Les gender studies ont généré des débats croissants depuis leur apparition et les différentes vagues féministes ont accru leur importance. Judith Butler est l’une des principales théoriciennes de ce courant. Nous avons pu l’interroger sur ses principaux concepts, ainsi que sur le regard qu’elle porte sur l’avenir politique – à l’heure où la question de la reformulation de la masculinité est devenue capitale pour qui veut combattre le patriarcat. Entretien réalisé par Lilith Verstrynge et Lenny Benbara. Traduction par Valentine Ello.


LVSL – Vous êtes née dans une famille juive traditionnelle dans l’Ohio. Votre oncle a été emprisonné parce qu’il était transsexuel et il est mort en prison. Vos cousins ont été expulsés de leurs foyers parce qu’ils étaient homosexuels et on vous a amenée chez un psychiatre à l’âge de 15 ans quand vous avez annoncé votre homosexualité. Comment déconstruisez-vous le genre dans votre histoire personnelle difficile ? Pour celles et ceux qui ne vous connaissent pas, comment vous décririez-vous ?
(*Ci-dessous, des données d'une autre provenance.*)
//! Main arm control executable entry point.
//!
//! # Architecture
//!
//! The general execution methodology consists of:
//!
//!     - Initialise all modules
//!     - Disarm all actuators into a known stopped state
//!     - Main loop:
//!         - Shutdown signal check
//!         - Pose acquisition from the pose source
//!         - Motion supervision:
//!             - Actuator state acquisition (six-way concurrent fan-out)
//!             - Joint limit guarding
//!             - Coordinate transformation
//!             - Actuator demand dispatch (six-way concurrent fan-out)
//!         - Telemetry
//!         - Cycle management
//!
//! # Modules
//!
//! All cyclicly processed modules (e.g. `joint_ctrl`) shall meet the
//! following requirements:
//!     1. Provide a public struct implementing the `util::module::State`
//!        trait.

// ---------------------------------------------------------------------------
// USE MODULES FROM LIBRARY
// ---------------------------------------------------------------------------

use arm_lib::{
    act_client::{ActClient, ActDriver, ZmqActDriver},
    data_store::DataStore,
    params::ArmExecParams,
    pose_client::PoseClient,
    supervisor::Supervisor,
    CYCLE_FREQUENCY_HZ, CYCLE_PERIOD_S,
};
use comms_if::eqpt::act::NUM_ACTS;
use comms_if::eqpt::pose::JointTarget;
use comms_if::net::zmq;

// ---------------------------------------------------------------------------
// IMPORTS
// ---------------------------------------------------------------------------

// External
use color_eyre::{eyre::WrapErr, Report};
use log::{debug, info, warn};
use std::sync::atomic::{AtomicBool, Ordering};
use std::sync::Arc;
use std::thread;
use std::time::{Duration, Instant};

// Internal
use util::{
    host,
    logger::{logger_init, LevelFilter},
    module::State,
    session::Session,
};

// ---------------------------------------------------------------------------
// FUNCTIONS
// ---------------------------------------------------------------------------

/// Executable main function, entry point.
fn main() -> Result<(), Report> {
    // ---- EARLY INITIALISATION ----

    // Initialise session
    let session = Session::new("arm_exec", "sessions").wrap_err("Failed to create the session")?;

    // Initialise logger
    logger_init(LevelFilter::Trace, &session).wrap_err("Failed to initialise logging")?;

    // Log information on this execution.
    info!("Precision Arm Control Executable\n");
    info!(
        "Running on: {:#?}",
        host::get_uname().wrap_err("Failed to get host information")?
    );
    info!("Session directory: {:?}\n", session.session_root);

    // ---- LOAD PARAMETERS ----

    let exec_params: ArmExecParams =
        util::params::load("arm_exec.toml").wrap_err("Could not load exec params")?;

    info!("Exec parameters loaded");

    // ---- SHUTDOWN SIGNAL ----

    // The flag is checked once per cycle boundary, never mid fan-out, so a
    // shutdown always leaves the actuators with a completed command set.
    let shutdown = Arc::new(AtomicBool::new(false));
    {
        let shutdown = shutdown.clone();
        ctrlc::set_handler(move || shutdown.store(true, Ordering::Relaxed))
            .wrap_err("Failed to set the shutdown signal handler")?;
    }

    // ---- INITIALISE DATASTORE ----

    info!("Initialising modules...");

    let mut ds = DataStore::default();

    // ---- INITIALISE MODULES ----

    ds.joint_ctrl
        .init("joint_ctrl.toml", &session)
        .wrap_err("Failed to initialise JointCtrl")?;
    info!("JointCtrl init complete");

    let mut supervisor =
        Supervisor::init("supervisor.toml").wrap_err("Failed to initialise the Supervisor")?;
    info!("Supervisor init complete");

    info!("Module initialisation complete\n");

    // ---- INITIALISE NETWORK ----

    info!("Initialising network");

    let zmq_ctx = zmq::Context::new();

    let mut pose_client = PoseClient::new(&zmq_ctx, &exec_params.pose_endpoint)
        .wrap_err("Failed to initialise the PoseClient")?;
    info!("PoseClient initialised");

    let mut act_client = {
        let driver = |index: usize| -> Result<Box<dyn ActDriver>, Report> {
            let endpoint = &exec_params.act_endpoints[index];

            let driver = ZmqActDriver::new(
                &zmq_ctx,
                endpoint,
                exec_params.act_response_timeout_ms as i32,
            )
            .wrap_err_with(|| format!("Failed to connect to actuator endpoint {}", endpoint))?;

            Ok(Box::new(driver))
        };

        // One fixed driver handle per actuator id, in joint order
        let drivers: [Box<dyn ActDriver>; NUM_ACTS] = [
            driver(0)?,
            driver(1)?,
            driver(2)?,
            driver(3)?,
            driver(4)?,
            driver(5)?,
        ];

        let c = ActClient::new(
            drivers,
            Duration::from_millis(exec_params.dispatch_timeout_ms),
        );
        info!("ActClient initialised");
        c
    };

    info!("Network initialisation complete");

    // ---- ACTUATOR DISARM ----

    // Guarantee a known disarmed state before the control loop begins. A
    // failure here is fatal, there is no point entering the loop with
    // unresponsive actuators.
    act_client
        .stop_all()
        .wrap_err("Failed to put the actuators into a known stopped state")?;
    info!("All actuators stopped\n");

    // ---- MAIN LOOP ----

    info!("Begining main loop\n");

    loop {
        // Get cycle start time
        let cycle_start_instant = Instant::now();

        // Clear items that need wiping at the start of the cycle
        ds.cycle_start(CYCLE_FREQUENCY_HZ);

        // ---- SHUTDOWN CHECK ----

        if shutdown.load(Ordering::Relaxed) {
            info!("Shutdown requested");
            break;
        }

        // ---- DATA INPUT ----

        // Drain the pose subscription, keeping only the newest frame. A
        // frame is only applied as a complete six joint snapshot.
        if let Some(frame) = pose_client.latest_frame() {
            match JointTarget::from_pose(&frame) {
                Ok(target) => {
                    debug!("New joint target: {:?}", target.rotations);
                    ds.latest_target = Some(target);
                }
                // An invalid pose is discarded whole and the previous target
                // retained
                Err(e) => warn!("{}", e),
            }
        }

        // ---- CONTROL ALGORITHM PROCESSING ----

        supervisor.step(&mut ds, &mut act_client);

        // ---- TELEMETRY ----

        if ds.is_1_hz_cycle {
            session.save("joint_ctrl/status_report.json", ds.joint_ctrl_status_rpt);
            session.save("supervisor/status_report.json", supervisor.report());
        }

        // ---- CYCLE MANAGEMENT ----

        let cycle_dur = Instant::now() - cycle_start_instant;

        // Get sleep duration
        match Duration::from_secs_f64(CYCLE_PERIOD_S).checked_sub(cycle_dur) {
            Some(d) => {
                ds.num_consec_cycle_overruns = 0;
                thread::sleep(d);
            }
            None => {
                warn!(
                    "Cycle overran by {:.06} s",
                    cycle_dur.as_secs_f64() - CYCLE_PERIOD_S
                );
                ds.num_consec_cycle_overruns += 1;
            }
        }

        // Increment cycle counter
        ds.num_cycles += 1;
    }

    // ---- SHUTDOWN ----

    // Best effort disarm, the actuators must not be left under an in-flight
    // position demand
    match act_client.stop_all() {
        Ok(()) => info!("All actuators stopped"),
        Err(e) => warn!("Could not stop all actuators during shutdown: {}", e),
    }

    drop(act_client);

    session.save("supervisor/final_status_report.json", supervisor.report());
    session.exit();

    info!("End of execution");

    Ok(())
}
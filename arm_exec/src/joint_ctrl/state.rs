//! Implementations for the JointCtrl state structure

// ---------------------------------------------------------------------------
// IMPORTS
// ---------------------------------------------------------------------------

// External
use log::trace;
use serde::Serialize;

// Internal
use super::{
    check_limits, transform, JointCtrlError, LimitViolation, Params, NUM_JOINTS,
};
use comms_if::eqpt::{
    act::{ActId, ActState, NUM_ACTS},
    pose::JointTarget,
};
use util::{module::State, params, session::Session};

// ---------------------------------------------------------------------------
// DATA STRUCTURES
// ---------------------------------------------------------------------------

/// Joint control module state
#[derive(Default)]
pub struct JointCtrl {
    pub(crate) params: Params,

    pub(crate) report: StatusReport,
}

/// Input data to Joint Control.
#[derive(Debug, Default, Clone, Copy)]
pub struct InputData {
    /// The joint target to track.
    pub target: JointTarget,

    /// The state of each actuator, as queried this cycle. The states are a
    /// snapshot owned by the current cycle, they are never cached across
    /// cycles.
    pub act_states: [ActState; NUM_ACTS],
}

/// Output demands from JointCtrl that the actuator client must dispatch.
#[derive(Debug, Default, Clone, Copy, Serialize)]
pub struct OutputData {
    /// Demanded actuator-native position of each actuator.
    pub act_pos: [f64; NUM_ACTS],
}

/// Status report for JointCtrl processing.
#[derive(Clone, Copy, Default, Serialize, Debug)]
pub struct StatusReport {
    /// Offset-corrected encoder position of each joint this cycle.
    ///
    /// Units: rotations
    pub enc_pos_rot: [f64; NUM_JOINTS],

    /// The violation that failed the limit guard, if any.
    pub limit_violation: Option<LimitViolation>,
}

// ---------------------------------------------------------------------------
// IMPLEMENTATIONS
// ---------------------------------------------------------------------------

impl State for JointCtrl {
    type InitData = &'static str;
    type InitError = params::LoadError;

    type InputData = InputData;
    type OutputData = OutputData;
    type StatusReport = StatusReport;
    type ProcError = JointCtrlError;

    /// Initialise the JointCtrl module.
    ///
    /// Expected init data is the path to the parameter file
    fn init(
        &mut self,
        init_data: Self::InitData,
        _session: &Session,
    ) -> Result<(), Self::InitError> {
        // Load the parameters
        self.params = match params::load(init_data) {
            Ok(p) => p,
            Err(e) => return Err(e),
        };

        Ok(())
    }

    /// Perform cyclic processing of Joint Control.
    ///
    /// The limit guard runs before any demand is computed. A failing guard
    /// aborts processing, no demand must reach the actuators from a cycle
    /// whose measurements are out of limits.
    fn proc(
        &mut self,
        input_data: &Self::InputData,
    ) -> Result<(Self::OutputData, Self::StatusReport), Self::ProcError> {
        // Clear the status report
        self.report = StatusReport::default();

        // Apply the calibration offsets to the raw encoder readings
        for i in 0..NUM_JOINTS {
            self.report.enc_pos_rot[i] =
                input_data.act_states[i].enc_pos - self.params.offset_rot[i];
        }

        // Guard against the static joint limits
        if let Err(violation) = check_limits(&self.report.enc_pos_rot, &self.params) {
            self.report.limit_violation = Some(violation);
            return Err(JointCtrlError::LimitViolation(violation));
        }

        // Map each joint target into the actuator's native frame
        let mut output = OutputData::default();

        for (i, act_id) in ActId::ALL.iter().enumerate() {
            output.act_pos[i] = transform::act_target_pos(
                input_data.target.rotations[i],
                self.params.offset_rot[i],
                input_data.act_states[i].enc_pos,
                input_data.act_states[i].pos,
                self.params.gear_ratio(*act_id),
            );
        }

        trace!("JointCtrl output act positions: {:?}", output.act_pos);

        Ok((output, self.report))
    }
}

impl JointCtrl {
    /// Create the module with explicit parameters rather than a parameter
    /// file.
    pub fn with_params(params: Params) -> Self {
        JointCtrl {
            params,
            report: StatusReport::default(),
        }
    }

    /// Run the limit guard alone over the given actuator states.
    ///
    /// Used while holding, where no demands are computed but the guard is
    /// still re-evaluated every cycle for diagnostics.
    pub fn guard(&self, act_states: &[ActState; NUM_ACTS]) -> Result<(), LimitViolation> {
        let mut enc_pos_rot = [0.0; NUM_JOINTS];
        for i in 0..NUM_JOINTS {
            enc_pos_rot[i] = act_states[i].enc_pos - self.params.offset_rot[i];
        }

        check_limits(&enc_pos_rot, &self.params)
    }
}

// ---------------------------------------------------------------------------
// TESTS
// ---------------------------------------------------------------------------

#[cfg(test)]
mod test {
    use super::*;
    use comms_if::eqpt::pose::PoseFrame;

    fn test_params() -> Params {
        Params {
            offset_rot: [0.37, 0.631, 0.789, 0.604, 0.68, 0.53],
            base_gear_ratio: 131.75,
            wrist_gear_ratio: 75.0,
            min_enc_pos_rot: [-0.1, -0.125, -0.25, -0.6, -0.75, -1.0],
            max_enc_pos_rot: [0.1, 0.0625, 0.125, 0.0625, 0.75, 1.0],
        }
    }

    fn test_input() -> InputData {
        let frame = PoseFrame {
            angles_rad: vec![0.0; NUM_JOINTS],
        };

        let mut act_states = [ActState::default(); NUM_ACTS];
        for (i, state) in act_states.iter_mut().enumerate() {
            // Raw encoder readings at the calibrated zero
            state.enc_pos = test_params().offset_rot[i];
            state.pos = 10.0;
        }

        InputData {
            target: JointTarget::from_pose(&frame).unwrap(),
            act_states,
        }
    }

    #[test]
    fn test_proc_is_pure() {
        let mut joint_ctrl = JointCtrl::with_params(test_params());
        let input = test_input();

        let (first, _) = joint_ctrl.proc(&input).unwrap();
        let (second, _) = joint_ctrl.proc(&input).unwrap();

        assert_eq!(first.act_pos, second.act_pos);
    }

    #[test]
    fn test_converged_input_holds_position() {
        let mut joint_ctrl = JointCtrl::with_params(test_params());
        let input = test_input();

        // With zero targets and encoders at the calibrated zero, every
        // actuator is commanded to its measured position
        let (output, report) = joint_ctrl.proc(&input).unwrap();

        for i in 0..NUM_ACTS {
            assert!((output.act_pos[i] - 10.0).abs() < 1e-12);
            assert!(report.enc_pos_rot[i].abs() < 1e-12);
        }
    }

    #[test]
    fn test_gear_ratio_groups() {
        let params = test_params();

        assert_eq!(params.gear_ratio(ActId::J1), 131.75);
        assert_eq!(params.gear_ratio(ActId::J3), 131.75);
        assert_eq!(params.gear_ratio(ActId::J4), 75.0);
        assert_eq!(params.gear_ratio(ActId::J6), 75.0);
    }

    #[test]
    fn test_limit_violation_aborts_proc() {
        let mut joint_ctrl = JointCtrl::with_params(test_params());
        let mut input = test_input();

        // Push joint 3's raw encoder reading over its upper limit
        input.act_states[2].enc_pos = test_params().offset_rot[2] + 0.2;

        match joint_ctrl.proc(&input) {
            Err(JointCtrlError::LimitViolation(violation)) => {
                assert_eq!(violation.act_id, ActId::J3);
            }
            other => panic!("Expected a limit violation, got {:?}", other.map(|(o, _)| o)),
        }
    }
}
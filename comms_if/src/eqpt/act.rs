//! # Actuator Equipment Types
//!
//! Messages exchanged with the actuator driver daemon. The daemon owns the
//! actuator bus and exposes one request/reply endpoint per actuator; these
//! types are the payloads carried on those endpoints.

// ------------------------------------------------------------------------------------------------
// IMPORTS
// ------------------------------------------------------------------------------------------------

use serde::{Deserialize, Serialize};
use std::fmt;

// ------------------------------------------------------------------------------------------------
// CONSTANTS
// ------------------------------------------------------------------------------------------------

/// The number of actuators on the arm.
pub const NUM_ACTS: usize = 6;

// ------------------------------------------------------------------------------------------------
// ENUMS
// ------------------------------------------------------------------------------------------------

/// IDs of the arm's actuators.
///
/// `J1` drives the base joint and `J6` the final wrist joint. Each id maps
/// permanently to the joint of the same number, so the joint index of an id
/// is always `id.index()`.
#[derive(Serialize, Deserialize, Debug, Hash, Eq, PartialEq, Copy, Clone)]
pub enum ActId {
    J1,
    J2,
    J3,
    J4,
    J5,
    J6,
}

/// A demand for a single actuator.
#[derive(Serialize, Deserialize, Debug, Clone, Copy, PartialEq)]
pub enum ActDemand {
    /// Move to the given actuator-native position. The velocity target is
    /// always zero in position mode, the motion profile being shaped by the
    /// acceleration and velocity limits instead.
    Position {
        pos: f64,
        accel_limit: f64,
        velocity_limit: f64,
    },

    /// Maintain the present position, without a new numeric target.
    Hold,

    /// Stop and disarm the actuator.
    Stop,
}

/// Request sent to the driver daemon for a single actuator.
#[derive(Serialize, Deserialize, Debug, Clone, Copy, PartialEq)]
pub enum ActRequest {
    /// Read the actuator's current state.
    Query,

    /// Execute the wrapped demand.
    Demand(ActDemand),
}

/// Response returned by the driver daemon for a single actuator.
#[derive(Serialize, Deserialize, Debug, Clone, Copy, PartialEq)]
pub enum ActResponse {
    /// Response to an [`ActRequest::Query`].
    State(ActState),

    /// The demand was accepted.
    Ack,
}

// ------------------------------------------------------------------------------------------------
// STRUCTS
// ------------------------------------------------------------------------------------------------

/// State of a single actuator as reported by the driver.
#[derive(Serialize, Deserialize, Debug, Default, Clone, Copy, PartialEq)]
pub struct ActState {
    /// Measured position in the actuator's native frame.
    pub pos: f64,

    /// Raw output encoder position in rotations. Calibration offsets are not
    /// applied by the driver.
    pub enc_pos: f64,

    /// Fault code raised by the actuator, if any.
    pub fault: Option<u8>,
}

// ------------------------------------------------------------------------------------------------
// IMPLS
// ------------------------------------------------------------------------------------------------

impl ActId {
    /// All actuator ids in joint order.
    pub const ALL: [ActId; NUM_ACTS] = [
        ActId::J1,
        ActId::J2,
        ActId::J3,
        ActId::J4,
        ActId::J5,
        ActId::J6,
    ];

    /// The zero-based joint index this actuator drives.
    pub fn index(&self) -> usize {
        *self as usize
    }

    /// The actuator driving the given zero-based joint index, or `None` if
    /// the index is out of range.
    pub fn from_index(index: usize) -> Option<ActId> {
        ActId::ALL.get(index).copied()
    }
}

impl fmt::Display for ActId {
    fn fmt(&self, f: &mut fmt::Formatter<'_>) -> fmt::Result {
        write!(f, "J{}", self.index() + 1)
    }
}

// ------------------------------------------------------------------------------------------------
// TESTS
// ------------------------------------------------------------------------------------------------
Judith Butler – Les auto-descriptions ne sont pas mon fort. Mon oncle était vraisemblablement intersexué, mais il a fini par devenir une sorte d’attraction à force d’être constamment analysé par les autorités médicales et psychiatriques. Je ne l’ai jamais connu car il a été interné avant ma naissance et on m’a dit qu’il n’était plus conscient. C’était un mensonge, j’aurais pu le rencontrer, mais mes parents ne voulaient pas que les enfants entrent en contact avec lui. J’ai un cousin homosexuel qui sait ce qui s’est réellement passé. Ce cousin a été tout bonnement excommunié. Certaines familles font des dons financiers qu’elles requalifient ensuite de prêts, et quand ces derniers deviennent des dettes impossibles à rembourser, on les met dans la catégorie des crimes. Ce n’est pas une surprise, la criminalité a toujours été utilisée contre nous à la moindre occasion. Mes parents et grands-parents étaient terrifiés que l’antisémitisme surgisse à tout moment, ils pensaient que s’assimiler aux normes américaines était le seul moyen de se protéger. Ils ont continué à respecter les fêtes religieuses et certains respectaient le shabbat, mais avec le temps, la judéité a été déconnectée de la plupart des rituels (pas tous) et est devenue un ethos communautaire.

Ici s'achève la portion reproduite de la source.